Who: Dana Stevens, Will Leitch, moderated by Lindsay Robertson
What: “Everyone’s a Critic: Film Criticism in the Age of Twitter”
Where: Tribeca Cinemas
When: January 17, 2013
Thumbs: At Our Sides
What’s great about Twitter is not at all what’s great about panels. On Twitter, we can ramble and stumble our way through a thought. A panel, however, when done right, remains focused and tight. But while this panel of film lovers and authorities offered great insights and recommendations, the conversation at times veered a bit too much off course from the core topic of the evening, how Twitter influences film criticism.
Sure, the social networking platform was a central point for the whole hour; yet we hoped for more discussion about how the democratization of opinion writing (notably reviews) has affected film critics and their future. Still, it was interested to hear Dana Stevens’s and Will Leitch’s thoughts on the medium in general, what keeps them there, who is good to follow, and what behavior they prefer to see there. Stevens said that Twitter gives her “writing freedom” when she requires it. It feeds you topics and ideas to consider for offline chats.

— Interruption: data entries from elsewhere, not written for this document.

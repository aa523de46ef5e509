mod engine;
mod engine_config;
mod grid_painter;
mod host;
mod shape_renderer;
mod tooltip_painter;

pub use engine::{GridOverlayEngine, RepaintStats};
pub use engine_config::{GridOverlayConfig, GridStyle, ShapeStyle, ShapeVariant, TooltipStyle};
pub use grid_painter::{LABEL_STEP, format_tick, paint_grid_layer, tick_values};
pub use host::{
    CircleInput, HostContext, HostOutputs, HostWidget, LifecycleState, MountPoint, PointerEvent,
    RerenderCallback,
};
pub use shape_renderer::paint_shape_layer;
pub use tooltip_painter::paint_overlay_layer;
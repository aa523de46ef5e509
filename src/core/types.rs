use serde::{Deserialize, Serialize};

/// Pixel size of the drawing surface.
#[derive(Debug, Clone, Copy, PartialEq, Eq, Hash, Serialize, Deserialize)]
pub struct SurfaceSize {
    pub width: u32,
    pub height: u32,
}

impl SurfaceSize {
    #[must_use]
    pub const fn new(width: u32, height: u32) -> Self {
        Self { width, height }
    }

    #[must_use]
    pub const fn square(side: u32) -> Self {
        Self::new(side, side)
    }

    #[must_use]
    pub fn is_valid(self) -> bool {
        self.width > 0 && self.height > 0
    }

    /// Raises each side to at least `minimum`.
    #[must_use]
    pub fn clamped_to(self, minimum: u32) -> Self {
        Self::new(self.width.max(minimum), self.height.max(minimum))
    }
}

/// Largest absolute data value shown on each axis.
///
/// The visible range is always symmetric: `-x..=x` horizontally and
/// `-y..=y` vertically. Equal values give the square single-limit layout.
#[derive(Debug, Clone, Copy, PartialEq, Serialize, Deserialize)]
pub struct AxisLimits {
    pub x: f64,
    pub y: f64,
}

impl AxisLimits {
    pub const DEFAULT_LIMIT: f64 = 1.0;

    #[must_use]
    pub const fn new(x: f64, y: f64) -> Self {
        Self { x, y }
    }

    #[must_use]
    pub const fn symmetric(limit: f64) -> Self {
        Self::new(limit, limit)
    }

    /// Replaces zero, negative or non-finite limits with the default of 1.
    #[must_use]
    pub fn sanitized(self) -> Self {
        Self::new(sanitize_limit(self.x), sanitize_limit(self.y))
    }
}

impl Default for AxisLimits {
    fn default() -> Self {
        Self::symmetric(Self::DEFAULT_LIMIT)
    }
}

fn sanitize_limit(limit: f64) -> f64 {
    if limit.is_finite() && limit > 0.0 {
        limit
    } else {
        AxisLimits::DEFAULT_LIMIT
    }
}

/// Point in data space (Y grows upwards).
#[derive(Debug, Clone, Copy, PartialEq, Default, Serialize, Deserialize)]
pub struct DataPoint {
    pub x: f64,
    pub y: f64,
}

impl DataPoint {
    #[must_use]
    pub const fn new(x: f64, y: f64) -> Self {
        Self { x, y }
    }
}

/// Point in surface pixel space (Y grows downwards).
#[derive(Debug, Clone, Copy, PartialEq, Default, Serialize, Deserialize)]
pub struct PixelPoint {
    pub x: f64,
    pub y: f64,
}

impl PixelPoint {
    #[must_use]
    pub const fn new(x: f64, y: f64) -> Self {
        Self { x, y }
    }
}

/// Axis-aligned pixel rectangle given by its edges.
#[derive(Debug, Clone, Copy, PartialEq, Serialize, Deserialize)]
pub struct GridBounds {
    pub left: f64,
    pub top: f64,
    pub right: f64,
    pub bottom: f64,
}

impl GridBounds {
    #[must_use]
    pub const fn new(left: f64, top: f64, right: f64, bottom: f64) -> Self {
        Self {
            left,
            top,
            right,
            bottom,
        }
    }

    #[must_use]
    pub fn width(self) -> f64 {
        self.right - self.left
    }

    #[must_use]
    pub fn height(self) -> f64 {
        self.bottom - self.top
    }

    /// Inclusive hit test.
    #[must_use]
    pub fn contains(self, point: PixelPoint) -> bool {
        point.x >= self.left && point.x <= self.right && point.y >= self.top && point.y <= self.bottom
    }
}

Leitch said he’s happy at times to step away from Twitter (to watch movies or awards shows) and to have some time to come to his own conclusions without seeing what the commentariat has to say first. In their writing, large and small, critics must consider the audience. Sometimes they just need a little time to get their words together, Leitch said. For instance, with the topic of spoilers, Stevens said there’s an “epidemic” among moviegoers who wish to enter a theater without any information. It strikes the panelists that if people don’t want to learn a thing about the movies, they shouldn’t read reviews ahead of seeing films.
Reviewers, too, must shy away from knowing too much about a film, Leitch added. He said that his impressions of a movie might very well not sit well with a filmmaker, and he prefers to keep his opinions from being morphed by what he reads about the director’s vision, on Twitter or elsewhere. There can be an advantage to following filmmakers on Twitter, as both of these critics do. However, it is only valuable if the account offers “a glimpse into their brains,” ad Stevens put it. In other words, if they use the medium well or in interesting ways, it’s worthwhile. What’s clear about social media is that with everyone using the platforms differently, it’s up to users to decide how to measure success.
What They Said
“Film criticism as we know it is disappearing fast so you better start adapating.”
– Dana Stevens wonders what her craft will look like down the line
“Because I’ve been online for so long, there’s literally not a name I’ve never been called.”
– Will Leitch has taken his share of criticism
“For me, it’s fair game if it happens in the first 15 or 20 minutes, in the first act of the movie.”
– Dana Stevens outlines her spoilers policy
“I’m basically broadcasting to imaginary fans who happen to be real.”
– Will Leitch describes how it feels to tweet to an audience of 30,000 people
What We Thought
- Moderator Lindsay Robertson came prepared with a list of questions and seemed to get through them all. Nevertheless, there were times during the conversation when she could have probed the panelists for more, or hit them with a followup question. Most of the time once each of them answered, they moved onto the next thing.
- We were impressed with how open Stevens is to innovation, particularly regarding what she sees as the natural next step to film criticism, the video essay. If Stevens and others can make this transition from traditional reviews to new forms, we will buy the hype that criticism will live on.
Some audience behavior seems to repeat itself panel after panel. We’ll be updating a running list of “PANEL RULES!” that will help ensure that you are not the dweeb of the Panel Nerds.
Panel Nerds don’t like…Hogging the Spotlight, Until We Do
For only one of a handful of times from years of covering panels, we asked a question during the Q&A section. It was only because we had the right people to ask about something timely and relevant. We asked Stevens and Leitch why the Twitterverse seemed to react to Jodie Foster’s rambling speech Sunday night with punchlines, yet the following morning the blogosphere had nothing but love to award miss Foster. Stevens said that when we tweet live events these days we make a choice between treating it as serious or silly. It’s what made the presidential debates so much fun, she noted. Leitch pointed out that during the Foster speech, especially as it began, people weren’t sure what it was or how to react. So they made fun of it. Only afterward was it clear what was happening, and that people liked it as a whole. Step back and it appears to be something else.